The Illinois Supreme Court, in an apparent victory for the defense bar, has limited the liability of professionals who conduct their activities in accordance with the terms of their contracts. In Thompson v. Gordon, Docket No. 110066, the Court held that an engineering firm that performed its services in accordance with the terms of its contract could not be held liable for failing to do more than its contract required. The ruling protects engineering and construction professionals working under contract in Illinois from suits by third parties, although whether the decision will open the door to suits against owners and developers remains unclear.

Jack E. Leisch and Associates (“Leisch”), an engineering firm, which later merged with CH2M Hill, Inc. (“Hill”), contracted with Western Development Corporation (“WDC”) to improve highway exit ramps and to replace an overpass bridge. The replacement bridge was built with a median of nearly the same height and width as the original.

In 1998, Plaintiff, her husband and her daughter were traveling westbound on the bridge when Defendant’s eastbound traveling vehicle hit the median, vaulted in the air and landed on Plaintiff’s vehicle. Plaintiff’s husband and daughter were killed in the accident.

Plaintiff brought suit on a negligence theory claiming that Hill should have added a “Jersey Barrier” to the replacement bridge and that such a barrier would have prevented the accident. Hill sought summary judgment claiming that the contract it signed with WDC did not require it to make improvements. The trial court granted summary judgment, finding Hill’s duty of care was limited by the terms of the contract. The appellate court reversed. It found that while the contract called for merely replacing the bridge, the engineers also owe a duty of care to perform their professional services with the degree of skill normally employed by members of the profession and that Hill should have included the barrier in its design. The court interpreted the duty of care to be above and beyond the terms of the contract. Both parties appealed to the Illinois Supreme Court.

The Illinois Supreme Court first addressed Plaintiff’s contention that the contract itself required Hill to construct an improved bridge with a “Jersey Barrier.” The court found that the contract required Hill to “improve” aspects of the thoroughfare, but only required it to “replace” the overpass bridge. Thus, the term “replace” could not be construed as synonymous with “improve” and could not be read to require design improvements to the bridge.

The Court then addressed whether Hill was required to go beyond the terms of the contract to satisfy its duty of care. The “standard of care” provision in the contract stated that Hill must exercise “the degree of skill and diligence normally employed by professional engineers or consultants performing the same or similar services.” P. 12. The Court found that this provision merely required Hill to perform the services contracted for, i.e. the design for the replacement of the bridge. It did not require Hill to go above and beyond the terms of the contract.

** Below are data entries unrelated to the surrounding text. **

//! # Failover Core
//!
//! Core types shared by the failover cache components:
//! - Error types and handling
//! - TTL context classification
//! - Wire envelope (compression + encoding)
//! - Clock abstraction for testable time
//! - Configuration

#![forbid(unsafe_code)]
#![warn(missing_docs)]

pub mod clock;
pub mod config;
pub mod context;
pub mod envelope;
pub mod error;
pub mod logging;

// Re-export commonly used types
pub use clock::{Clock, ManualClock, SystemClock};
pub use config::{CacheConfig, CacheConfigBuilder, LimiterConfig};
pub use context::TtlContext;
pub use envelope::Envelope;
pub use error::{CacheError, CacheResult};
pub use logging::{init_logging, LoggingConfig};
//! Integration tests for the failover cache workspace
//!
//! Covers:
//! - TTL selection and the wire envelope
//! - Fallback behavior while the remote store is unreachable
//! - Health-state transitions and the background probe
//! - Rate limiter admission, purity, and reset semantics


// Re-export commonly used items
pub use helpers::*;

#[cfg(test)]
mod cache_tests;
#[cfg(test)]
mod limiter_tests;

The Court further held that this was consistent with Ferentchak v. Village of Frankfort. 105 Ill. 2d 474 (1985). There the Court held that a engineer who designed a drainage system consistent with the terms of his contract could not be liable for subsequent flooding. The appellate court had tried to distinguish Ferentchak, arguing that the existence of the design flaw was contingent on subsequent developments beyond the engineer’s knowledge or control. In this case, however, the design flaw was not contingent on future developments; Hill was aware of all aspects of the allegedly defective design of the replacement bridge.

The Illinois Supreme Court was not persuaded, finding that “[r]egardless of the appellate court’s view of the ‘essence’ of Ferentchak, the actual holding of Ferentchak was that the degree of skill and care required of the civil engineer depended on his contractual obligation, and the scope of the duty was defined by the contract.” Because the contract called for Hill to replace the bridge with the skill of a professional in the industry and Hill did just that, it could not be liable for failing to install or investigate the feasibility of a “Jersey Barrier.”

The Thompson decision is a significant victory for construction professionals. Those entities will now be able to defend against negligence suits from third parties by relying on the terms of their contracts. Third party claimants will not be able to allege that a construction professional should have done more, i.e. developed a more costly or elaborate solution, if the construction professional has performed its services in accordance with its contractual undertakings. In addition, those entities will also no longer have to consider how to meet a vague and sometimes unknowable duty of care that may be above and beyond the terms of their contracts.

The news may not be as positive for owners and developers — those entities that employ the construction professionals. While Hill was not liable because it simply followed the terms of its contract, it is possible that the party that ultimately decided to simply replace the bridge rather than improve it with a “Jersey Barrier” could be liable. However, claimants may face an equally difficult time proving their case. They will have to assert that owners and developers should have mandated that their construction professionals produce a design that exceed the industry norm without regard to cost. So long as the construction professional meets the degree of skill and diligence normally employed in the industry, both the construction professional and the owners and developers who retain them should be protected.

For both policyholders and insurers, it will be important to consider what impact Thompson may have on the viability of future negligence actions, what entities are most likely to be named as defendants in a post-Thompson context, and how subsequent Illinois courts may address standard of care issues in light of the Thompson decision.